Wednesday, March 13, 2013

Ragwatch Roundup

The Rags have been quiet on environmental issues for a while, but have had a little flurry of late.  Some of this has been commendably positive.  The Daily Telelaugh has had pieces on Buglife threatening to sue the Government for not implementing a ban on neonicotinoid pesticides which are decimating our bees; and one on Pond Conservation’s project to create 30,000 new ponds in the next seven years to address a century of decline.

In a more familiar negative mode The Garbageian had clearly become irked by the persistent interest in Richard III’s body being found and exhumed after 500 years.  They dredged up an anti-royalist history professor to comment: “So what, the bones of a monarch change nothing we know about history.  If the bones of a couple of peasants were found that tests made us rethink our entire concept of medieval serf’s nutrition that would be revelatory, but I don’t suppose it would have been all over the papers”. 

No, and the reason might just be that there are tens of thousands of members of the Richard III Society worldwide, all entranced by the romance of a King riding to his doom in battle and the subsequent mystery and intrigue surrounding his life and death.  I do not know of an “Unknown Random Peasants With Interesting Dietary Habits Society” but suspect if there is one its members would not fill a phone box.  Obviously the good professor thinks the Soviet Union is alive and well, and won the Cold War in style. 

First Prize this month though has to go to a Mr Michael Tod, writer of the following letter to the Daily Telelaugh this week:  Sir, as a boy I caught a great-crested newt in a bomb crater.  Cheshire Council is spending £200,000 to relocate 18 such newts, holding up a £30 million bypass.  Surely someone must be able to catch those newts and move them to a pond?  A worm on a length of knitting wool is effective.”
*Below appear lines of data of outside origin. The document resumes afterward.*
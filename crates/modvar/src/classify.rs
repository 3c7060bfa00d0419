//! display names for value shapes
//!
//! Used for diagnostics only. Comparing shapes is done with [Kind], never with the
//! rendered names.
use crate::value::Value;

/// Shape of a raw or canonical value
#[derive(Debug, Clone, Copy, PartialEq, Eq)]
pub enum Kind {
    Boolean,
    Number,
    String,
    List,
    Map,
    Null,
    Pending,
}

impl Kind {
    /// Name of the shape as it would be written in a config file
    ///
    /// `null` and `pending` have no config-file counterpart and name the
    /// representation instead.
    pub fn type_name(self) -> &'static str {
        match self {
            Kind::Boolean => "boolean",
            Kind::Number => "number",
            Kind::String => "string",
            Kind::List => "list",
            Kind::Map => "map",
            Kind::Null => "null",
            Kind::Pending => "pending",
        }
    }
}

impl std::fmt::Display for Kind {
    fn fmt(&self, f: &mut std::fmt::Formatter<'_>) -> std::fmt::Result {
        f.write_str(self.type_name())
    }
}

/// Anything that can be offered as a variable value
pub trait Classify {
    fn kind(&self) -> Kind;

    fn type_name(&self) -> &'static str {
        self.kind().type_name()
    }
}

impl Classify for hcl::Value {
    fn kind(&self) -> Kind {
        match self {
            hcl::Value::Bool(_) => Kind::Boolean,
            hcl::Value::Number(_) => Kind::Number,
            hcl::Value::String(_) => Kind::String,
            hcl::Value::Array(_) => Kind::List,
            hcl::Value::Object(_) => Kind::Map,
            hcl::Value::Null => Kind::Null,
        }
    }
}

impl Classify for Value {
    fn kind(&self) -> Kind {
        match self {
            Value::String(_) => Kind::String,
            Value::List(_) => Kind::List,
            Value::Map(_) => Kind::Map,
            Value::Pending => Kind::Pending,
        }
    }
}
//! modvar cli interface

use clap::{Parser, Subcommand, ValueEnum};
use std::fmt::Formatter;
use std::path::PathBuf;

#[derive(Parser, Debug)]
#[command(author, version, about, long_about = None)]
pub struct Cli {
    /// Change the work directory
    ///
    /// Can be specified multiple times. Note that all
    /// paths on the way to the final path must exist.
    ///
    /// This is equivalent to running { cd <directory>; modvar ... }
    #[clap(short = 'C', long = "directory", global(true))]
    pub directory: Vec<PathBuf>,

    #[command(subcommand)]
    pub command: Command,
}

#[derive(Subcommand, Debug)]
pub enum Command {
    /// Resolve the variables of every module and print them
    ///
    /// Root inputs are taken from MODVAR_VAR_<name> environment
    /// variables, then --var-file, then --var (later wins).
    #[command(alias = "eval")]
    Evaluate(EvaluateCommand),

    /// Print debug information for development
    Dev(DevCommand),
}

#[derive(Parser, Debug)]
pub struct EvaluateCommand {
    #[clap(flatten)]
    pub input: InputArgs,

    #[clap(flatten)]
    pub output: OutputArgs,
}

#[derive(Parser, Debug)]
pub struct InputArgs {
    /// Directory of the root module
    #[clap(short = 'd', long = "dir", default_value = ".")]
    pub dir: PathBuf,

    /// Set a root variable (name=value)
    ///
    /// The value is read as an hcl expression, or as
    /// plain text if it is not one. Plain numbers stay text.
    #[clap(long = "var")]
    pub vars: Vec<String>,

    /// Load root variables from an hcl file
    #[clap(long = "var-file")]
    pub var_files: Vec<PathBuf>,
}

#[derive(Parser, Debug)]
pub struct OutputArgs {
    #[arg(short = 'F', long = "output-format", default_value_t)]
    pub format: OutputFormat,
}

#[derive(ValueEnum, Clone, Default, Debug)]
pub enum OutputFormat {
    Json,
    #[default]
    Yaml,
}

impl std::fmt::Display for OutputFormat {
    fn fmt(&self, f: &mut Formatter<'_>) -> std::fmt::Result {
        match self {
            OutputFormat::Json => f.write_str("json"),
            OutputFormat::Yaml => f.write_str("yaml"),
        }
    }
}

#[derive(Parser, Debug)]
pub struct DevCommand {
    /// Directory of the root module
    #[clap(short = 'd', long = "dir", default_value = ".")]
    pub dir: PathBuf,

    #[command(subcommand)]
    pub command: DevSubCommand,
}

#[derive(Subcommand, Debug)]
pub enum DevSubCommand {
    Tree,
}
Well I would have thought that with bombs whistling down there would have been more to concern the writer than catching newts.  Then there is the question of ID.  Did he really know it was a great-crested newt, or was it just a smooth newt?  It is tremendous dedication to stand studiously consulting your field guide while the Luftwaffe rain 500-pounders down around you!

The closing remarks require addressing the most though.  A five minute Google search shows the £200,000 is of course for the entire environmental process, not just the newts.  Without such a process the entire country would soon disappear under concrete and Tarmac like the bypass.  Indeed I suspect Mr Tod might object to it himself if the bypass was anywhere near his home, but I note he lives in Abergavenny!

Perhaps he could use his newt-catching skills to nab a few and deposit in its path.  Anyhow I will pass on the tip about a worm and some wool to our amphibians department, I am sure they will be delighted.
A more familiar form of newt-catching, a bottle on a stick!